*Task:* From the listing below, pull each line that includes "Returns".

*Data supplied:*
++++
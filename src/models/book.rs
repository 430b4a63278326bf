//! Book model and related types

use crate::error::{AppError, AppResult};

/// A title held by the library, with its borrow status
#[derive(Debug, Clone, PartialEq, Eq)]
pub struct Book {
    pub title: String,
    pub author: String,
    pub borrowed: bool,
}

/// Short book representation for listings
#[derive(Debug, Clone, PartialEq, Eq)]
pub struct BookShort {
    pub title: String,
    pub author: String,
}

impl Book {
    pub fn new(title: impl Into<String>, author: impl Into<String>) -> Self {
        Self {
            title: title.into(),
            author: author.into(),
            borrowed: false,
        }
    }

    /// Mark the book as borrowed
    pub fn borrow(&mut self) -> AppResult<()> {
        if self.borrowed {
            return Err(AppError::AlreadyBorrowed(self.title.clone()));
        }
        self.borrowed = true;
        Ok(())
    }

    /// Mark the book as returned
    pub fn return_book(&mut self) -> AppResult<()> {
        if !self.borrowed {
            return Err(AppError::NotBorrowed(self.title.clone()));
        }
        self.borrowed = false;
        Ok(())
    }
}

impl From<&Book> for BookShort {
    fn from(book: &Book) -> Self {
        Self {
            title: book.title.clone(),
            author: book.author.clone(),
        }
    }
}

impl std::fmt::Display for BookShort {
    fn fmt(&self, f: &mut std::fmt::Formatter<'_>) -> std::fmt::Result {
        write!(f, "{} by {}", self.title, self.author)
    }
}
//! User model

/// The user of the current session; only the username outlives authentication
#[derive(Debug, Clone, PartialEq, Eq)]
pub struct User {
    pub username: String,
}

impl User {
    pub fn new(username: impl Into<String>) -> Self {
        Self {
            username: username.into(),
        }
    }
}
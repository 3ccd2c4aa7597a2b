// SPDX-License-Identifier: MPL-2.0
// This Source Code Form is subject to the terms of the Mozilla Public
// License, v. 2.0. If a copy of the MPL was not distributed with this
// file, You can obtain one at https://mozilla.org/MPL/2.0/.

//! Light state response parsing.

use serde::Deserialize;

use crate::error::ParseError;
use crate::types::PowerState;

/// State of a light, returned by every `POST /appliances/{id}/light`.
///
/// The cloud reports brightness as a string.
///
/// ```
/// use remo_bridge::response::LightState;
///
/// let json = r#"{"brightness": "7", "power": "on"}"#;
/// let state: LightState = serde_json::from_str(json).unwrap();
/// assert!(state.is_on());
/// assert_eq!(state.brightness_value().unwrap(), 7);
/// ```
#[derive(Debug, Clone, PartialEq, Eq, Deserialize)]
pub struct LightState {
    /// Brightness as reported by the cloud.
    pub brightness: String,
    /// Power state.
    pub power: PowerState,
}

impl LightState {
    /// Returns `true` if the light is on.
    #[must_use]
    pub fn is_on(&self) -> bool {
        self.power.is_on()
    }

    /// Parses the reported brightness.
    ///
    /// # Errors
    ///
    /// Returns `ParseError::InvalidValue` if the string is not a number.
    pub fn brightness_value(&self) -> Result<u8, ParseError> {
        self.brightness
            .trim()
            .parse()
            .map_err(|e: std::num::ParseIntError| ParseError::InvalidValue {
                field: "brightness".to_string(),
                message: e.to_string(),
            })
    }
}

#[cfg(test)]
mod tests {
    use super::*;

    #[test]
    fn parse_off_state() {
        let state: LightState =
            serde_json::from_str(r#"{"brightness": "", "power": "off"}"#).unwrap();
        assert!(!state.is_on());
        assert!(state.brightness_value().is_err());
    }

    #[test]
    fn invalid_power_rejected() {
        let result = serde_json::from_str::<LightState>(r#"{"brightness": "1", "power": "dim"}"#);
        assert!(result.is_err());
    }
}
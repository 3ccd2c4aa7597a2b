// SPDX-License-Identifier: MPL-2.0
// This Source Code Form is subject to the terms of the Mozilla Public
// License, v. 2.0. If a copy of the MPL was not distributed with this
// file, You can obtain one at https://mozilla.org/MPL/2.0/.

//! Power state of a cloud light.

use std::fmt;
use std::str::FromStr;

use serde::{Deserialize, Serialize};

use crate::error::ValueError;

/// Represents the power state reported by a light.
///
/// The cloud serializes it as lowercase `"on"` / `"off"`.
///
/// # Examples
///
/// ```
/// use remo_bridge::types::PowerState;
///
/// assert_eq!(PowerState::On.as_str(), "on");
/// assert_eq!("off".parse::<PowerState>().unwrap(), PowerState::Off);
/// assert!(PowerState::from(true).is_on());
/// ```
#[derive(Debug, Clone, Copy, PartialEq, Eq, Hash, Serialize, Deserialize)]
#[serde(rename_all = "lowercase")]
pub enum PowerState {
    /// Power is off.
    Off,
    /// Power is on.
    On,
}

impl PowerState {
    /// Returns the wire representation.
    #[must_use]
    pub const fn as_str(&self) -> &'static str {
        match self {
            Self::Off => "off",
            Self::On => "on",
        }
    }

    /// Returns `true` for [`PowerState::On`].
    #[must_use]
    pub const fn is_on(&self) -> bool {
        matches!(self, Self::On)
    }
}

impl fmt::Display for PowerState {
    fn fmt(&self, f: &mut fmt::Formatter<'_>) -> fmt::Result {
        f.write_str(self.as_str())
    }
}

impl FromStr for PowerState {
    type Err = ValueError;

    fn from_str(s: &str) -> Result<Self, Self::Err> {
        match s.to_lowercase().as_str() {
            "off" => Ok(Self::Off),
            "on" => Ok(Self::On),
            _ => Err(ValueError::InvalidPowerState(s.to_string())),
        }
    }
}

impl From<bool> for PowerState {
    fn from(value: bool) -> Self {
        if value { Self::On } else { Self::Off }
    }
}
// SPDX-License-Identifier: MPL-2.0
// This Source Code Form is subject to the terms of the Mozilla Public
// License, v. 2.0. If a copy of the MPL was not distributed with this
// file, You can obtain one at https://mozilla.org/MPL/2.0/.

//! Value types shared between the hub side and the cloud side.
//!
//! Each type checks its range at construction time.
//!
//! # Types
//!
//! - [`Brightness`] - Hub brightness percentage (0-100%)
//! - [`Level`] - Discrete device brightness level (0-9)
//! - [`PowerState`] - On/Off as reported by a cloud light
//! - [`LightButton`] - Buttons accepted by the light endpoint
//! - [`ColorTemperature`] - Color temperature in mireds (140-500)

mod brightness;
mod button;
mod color_temperature;
mod power;

pub use brightness::{Brightness, Level};
pub use button::LightButton;
pub use color_temperature::ColorTemperature;
pub use power::PowerState;
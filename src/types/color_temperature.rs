// SPDX-License-Identifier: MPL-2.0
// This Source Code Form is subject to the terms of the Mozilla Public
// License, v. 2.0. If a copy of the MPL was not distributed with this
// file, You can obtain one at https://mozilla.org/MPL/2.0/.

//! Color temperature as exposed to the hub.

use std::fmt;

use crate::error::ValueError;

/// Color temperature in mireds (140-500), the hub characteristic's range.
///
/// Cloud lights cannot change their color temperature, so the accessory only
/// ever reports [`ColorTemperature::DEFAULT`].
///
/// ```
/// use remo_bridge::types::ColorTemperature;
///
/// assert_eq!(ColorTemperature::DEFAULT.value(), 300);
/// assert!(ColorTemperature::new(100).is_err());
/// ```
#[derive(Debug, Clone, Copy, PartialEq, Eq, PartialOrd, Ord, Hash)]
pub struct ColorTemperature(u16);

impl ColorTemperature {
    /// Minimum color temperature (coolest).
    pub const MIN: u16 = 140;

    /// Maximum color temperature (warmest).
    pub const MAX: u16 = 500;

    /// Value reported for every light.
    pub const DEFAULT: Self = Self(300);

    /// Creates a new color temperature value.
    ///
    /// # Errors
    ///
    /// Returns `ValueError::OutOfRange` if value is outside [140, 500].
    pub fn new(value: u16) -> Result<Self, ValueError> {
        if !(Self::MIN..=Self::MAX).contains(&value) {
            return Err(ValueError::OutOfRange {
                min: Self::MIN,
                max: Self::MAX,
                actual: value,
            });
        }
        Ok(Self(value))
    }

    /// Returns the value in mireds.
    #[must_use]
    pub const fn value(&self) -> u16 {
        self.0
    }
}

impl Default for ColorTemperature {
    fn default() -> Self {
        Self::DEFAULT
    }
}

impl fmt::Display for ColorTemperature {
    fn fmt(&self, f: &mut fmt::Formatter<'_>) -> fmt::Result {
        write!(f, "{} mired", self.0)
    }
}

#[cfg(test)]
mod tests {
    use super::*;

    #[test]
    fn color_temperature_range() {
        assert!(ColorTemperature::new(140).is_ok());
        assert!(ColorTemperature::new(500).is_ok());
        assert!(ColorTemperature::new(139).is_err());
        assert!(ColorTemperature::new(501).is_err());
    }

    #[test]
    fn color_temperature_default() {
        assert_eq!(ColorTemperature::default(), ColorTemperature::DEFAULT);
        assert_eq!(ColorTemperature::DEFAULT.to_string(), "300 mired");
    }
}
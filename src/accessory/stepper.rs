// SPDX-License-Identifier: MPL-2.0
// This Source Code Form is subject to the terms of the Mozilla Public
// License, v. 2.0. If a copy of the MPL was not distributed with this
// file, You can obtain one at https://mozilla.org/MPL/2.0/.

//! Step driver backed by the light endpoint.

use std::sync::Arc;

use parking_lot::RwLock;

use crate::error::Error;
use crate::protocol::ApplianceApi;
use crate::reconciler::{StepDirection, StepDriver};
use crate::response::LightState;

/// Presses `bright-up` / `bright-down` on one appliance.
///
/// The returned light state is kept only when a cache is given, which is the
/// case for appliances with a light subsystem.
#[derive(Debug)]
pub(crate) struct LightStepper<A> {
    api: Arc<A>,
    appliance_id: String,
    light_state: Option<Arc<RwLock<Option<LightState>>>>,
}

impl<A> LightStepper<A> {
    pub(crate) fn new(
        api: Arc<A>,
        appliance_id: String,
        light_state: Option<Arc<RwLock<Option<LightState>>>>,
    ) -> Self {
        Self {
            api,
            appliance_id,
            light_state,
        }
    }
}

impl<A: ApplianceApi> StepDriver for LightStepper<A> {
    async fn step(&self, direction: StepDirection) -> Result<(), Error> {
        let state = self
            .api
            .press_light_button(&self.appliance_id, direction.button())
            .await?;
        if let Some(cache) = &self.light_state {
            *cache.write() = Some(state);
        }
        Ok(())
    }
}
++++
*Output below:*
    /// Returns `true` if the light is on.
    /// Returns `ParseError::InvalidValue` if the string is not a number.
    /// Returns the wire representation.
    /// Returns `true` for [`PowerState::On`].
    /// Returns `ValueError::OutOfRange` if value is outside [140, 500].
    /// Returns the value in mireds.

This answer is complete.